EXERCISE GOAL -
Retype word for word the lines of the data below, from the first to the one bearing "use crate::frozen_trie::FrozenTrie;", with that one included.

(Data excerpts)

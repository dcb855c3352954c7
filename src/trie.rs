use std::sync::Arc;

use tracing::debug;

use crate::alphabet::Alphabet;
use crate::bit_string::BitString;
use crate::bit_writer::BitWriter;
use crate::config::DirectoryConfig;
use crate::error::Result;
use crate::frozen_trie::FrozenTrie;
use crate::rank_directory::RankDirectory;

type NodeId = u32;

const ROOT: NodeId = 0;

/// Mutable ordinal tree used to build the encoded trie.
///
/// Nodes live in flat per-field arrays indexed by id; the root is id 0 and
/// counts toward [`node_count`](Trie::node_count). Each node's children are
/// kept sorted by label code, so words may be inserted in any order.
/// Sorted input is still fastest: the path of the previous word is cached
/// and shared prefixes are not walked again.
///
/// # Examples
///
/// ```
/// # use succinct_trie::{DirectoryConfig, Trie};
/// let mut trie = Trie::new();
/// for word in ["apple", "apply", "ape"] {
///     trie.insert(word).unwrap();
/// }
/// assert_eq!(trie.node_count(), 8);
///
/// let frozen = trie.freeze(DirectoryConfig::default()).unwrap();
/// assert!(frozen.lookup("apply"));
/// assert!(!frozen.lookup("app"));
/// ```
#[derive(Debug, Clone)]
pub struct Trie {
    alphabet: Alphabet,
    labels: Vec<u32>,
    terminal: Vec<bool>,
    children: Vec<Vec<NodeId>>,
    previous: Vec<u32>,
    path: Vec<NodeId>,
}

impl Trie {
    /// Constructs an empty trie over the default alphabet.
    pub fn new() -> Self {
        Self::with_alphabet(Alphabet::default())
    }

    pub fn with_alphabet(alphabet: Alphabet) -> Self {
        Trie {
            alphabet,
            labels: vec![0],
            terminal: vec![false],
            children: vec![Vec::new()],
            previous: Vec::new(),
            path: vec![ROOT],
        }
    }

    pub fn alphabet(&self) -> &Alphabet {
        &self.alphabet
    }

    /// Total number of nodes, root included.
    pub fn node_count(&self) -> u64 {
        self.labels.len() as u64
    }

    /// Inserts `word`, creating nodes along its path as needed.
    ///
    /// Fails with [`Error::UnknownCharacter`](crate::Error::UnknownCharacter)
    /// if `word` uses a character outside the alphabet; the trie is left
    /// unchanged in that case.
    pub fn insert(&mut self, word: &str) -> Result<()> {
        let codes = self.alphabet.encode(word)?;

        let common = self
            .previous
            .iter()
            .zip(&codes)
            .take_while(|(a, b)| a == b)
            .count();
        self.path.truncate(common + 1);
        let mut node = self.path[common];

        for &code in &codes[common..] {
            let siblings = &self.children[node as usize];
            node = match siblings.binary_search_by_key(&code, |&c| self.labels[c as usize]) {
                Ok(i) => siblings[i],
                Err(i) => {
                    let child = self.labels.len() as NodeId;
                    self.labels.push(code);
                    self.terminal.push(false);
                    self.children.push(Vec::new());
                    self.children[node as usize].insert(i, child);
                    child
                }
            };
            self.path.push(node);
        }

        self.terminal[node as usize] = true;
        self.previous = codes;
        Ok(())
    }

    /// Whether `word` was inserted.
    pub fn contains(&self, word: &str) -> bool {
        let mut node = ROOT;
        for c in word.chars() {
            let Some(code) = self.alphabet.code(c) else {
                return false;
            };
            let siblings = &self.children[node as usize];
            match siblings.binary_search_by_key(&code, |&c| self.labels[c as usize]) {
                Ok(i) => node = siblings[i],
                Err(_) => return false,
            }
        }
        self.terminal[node as usize]
    }

    /// Node ids in level order, siblings by ascending label.
    fn level_order(&self) -> Vec<NodeId> {
        let mut order = Vec::with_capacity(self.labels.len());
        order.push(ROOT);
        let mut i = 0;
        while i < order.len() {
            order.extend_from_slice(&self.children[order[i] as usize]);
            i += 1;
        }
        order
    }

    /// Serializes the trie in level order.
    ///
    /// The first `2N + 1` bits are the structural streams: a sentinel
    /// has-children bit for the virtual parent of the root, then per node
    /// its last-sibling bit and its has-children bit. Per-node payloads
    /// follow, each an end-of-word bit and a label code.
    pub fn encode(&self) -> BitString {
        let order = self.level_order();
        let node_bits = self.alphabet.node_bits();
        let label_bits = self.alphabet.label_bits();
        let n = order.len() as u64;

        let mut last_sibling = vec![false; order.len()];
        last_sibling[ROOT as usize] = true;
        for children in &self.children {
            if let Some(&last) = children.last() {
                last_sibling[last as usize] = true;
            }
        }

        let mut bits = BitWriter::with_capacity(2 * n + 1 + n * node_bits as u64);
        bits.write(1, 1);
        for &id in &order {
            bits.write(last_sibling[id as usize] as u64, 1);
            bits.write(!self.children[id as usize].is_empty() as u64, 1);
        }
        for &id in &order {
            let label = if id == ROOT { 0 } else { self.labels[id as usize] };
            let value = ((self.terminal[id as usize] as u64) << label_bits) | label as u64;
            bits.write(value, node_bits);
        }

        debug!(nodes = n, bits = bits.len(), "encoded trie");
        bits.to_bit_string()
    }

    /// Encodes the trie and builds a [`FrozenTrie`] over it.
    pub fn freeze(&self, config: DirectoryConfig) -> Result<FrozenTrie> {
        let data = Arc::new(self.encode());
        let n = self.node_count();
        let directory = RankDirectory::create(data, 2 * n + 1, config.l1, config.l2)?;
        FrozenTrie::new(directory, n, self.alphabet.clone())
    }
}

impl Default for Trie {
    fn default() -> Self {
        Self::new()
    }
}

#[cfg(test)]
mod tests {
    use super::*;
    use crate::error::Error;

    const SORTED: &[&str] = &["alphapha", "apple", "hello", "jello", "lamp", "orange", "quiz"];
    const UNSORTED: &[&str] = &["apple", "orange", "alphapha", "lamp", "hello", "jello", "quiz"];

    fn build(words: &[&str]) -> Trie {
        let mut trie = Trie::new();
        for word in words {
            trie.insert(word).unwrap();
        }
        trie
    }

    #[test]
    fn counts_nodes_with_root() {
        assert_eq!(Trie::new().node_count(), 1);
        assert_eq!(build(SORTED).node_count(), 37);
        assert_eq!(build(UNSORTED).node_count(), 37);
    }

    #[test]
    fn insertion_order_does_not_matter() {
        assert_eq!(build(SORTED).encode(), build(UNSORTED).encode());
    }

    #[test]
    fn encode_is_deterministic() {
        assert_eq!(build(SORTED).encode().get_data(), build(SORTED).encode().get_data());
    }

    #[test]
    fn encoded_length() {
        let trie = build(SORTED);
        let bits = 2 * 37 + 1 + 37 * 6;
        assert_eq!(trie.encode().len(), (bits as u64).div_ceil(6) * 6);
    }

    #[test]
    fn structural_bits_of_small_trie() {
        // root -> a -> {b, c}; "ab" and "ac" are words.
        let mut trie = Trie::with_alphabet(Alphabet::new("abc").unwrap());
        trie.insert("ac").unwrap();
        trie.insert("ab").unwrap();
        let encoded = trie.encode();
        // sentinel, then (last sibling, has children) for root, a, b, c
        assert_eq!(&encoded.debug_string(0)[..9], "111110010");
        // payloads: (final, label) of 3 bits each
        let payload = 9;
        assert_eq!(encoded.get(payload, 3), 0b000);
        assert_eq!(encoded.get(payload + 3, 3), 0b000);
        assert_eq!(encoded.get(payload + 6, 3), 0b101);
        assert_eq!(encoded.get(payload + 9, 3), 0b110);
    }

    #[test]
    fn contains_inserted_words() {
        let trie = build(UNSORTED);
        for word in SORTED {
            assert!(trie.contains(word));
        }
        for word in ["", "a", "alp", "app", "applea", "zzz", "Apple"] {
            assert!(!trie.contains(word));
        }
    }

    #[test]
    fn unknown_character_leaves_trie_unchanged() {
        let mut trie = build(SORTED);
        let before = trie.encode();
        assert!(matches!(
            trie.insert("apple pie!"),
            Err(Error::UnknownCharacter('!'))
        ));
        assert_eq!(trie.node_count(), 37);
        assert_eq!(trie.encode(), before);
        trie.insert("quizzes").unwrap();
        assert!(trie.contains("quizzes"));
    }

    #[test]
    fn empty_word_marks_root() {
        let mut trie = build(&["a"]);
        assert!(!trie.contains(""));
        trie.insert("").unwrap();
        assert!(trie.contains(""));
        assert_eq!(trie.node_count(), 2);
    }

    #[test]
    fn repeated_and_prefix_words() {
        let trie = build(&["car", "car", "cart", "ca"]);
        assert_eq!(trie.node_count(), 5);
        assert!(trie.contains("ca"));
        assert!(trie.contains("car"));
        assert!(trie.contains("cart"));
        assert!(!trie.contains("c"));
    }
}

RESPONSE FOR THIS EXERCISE -
repository dcb855c3352954c7
filename src/trie.rs
use std::sync::Arc;

use tracing::debug;

use crate::alphabet::Alphabet;
use crate::bit_string::BitString;
use crate::bit_writer::BitWriter;
use crate::config::DirectoryConfig;
use crate::error::Result;
use crate::frozen_trie::FrozenTrie;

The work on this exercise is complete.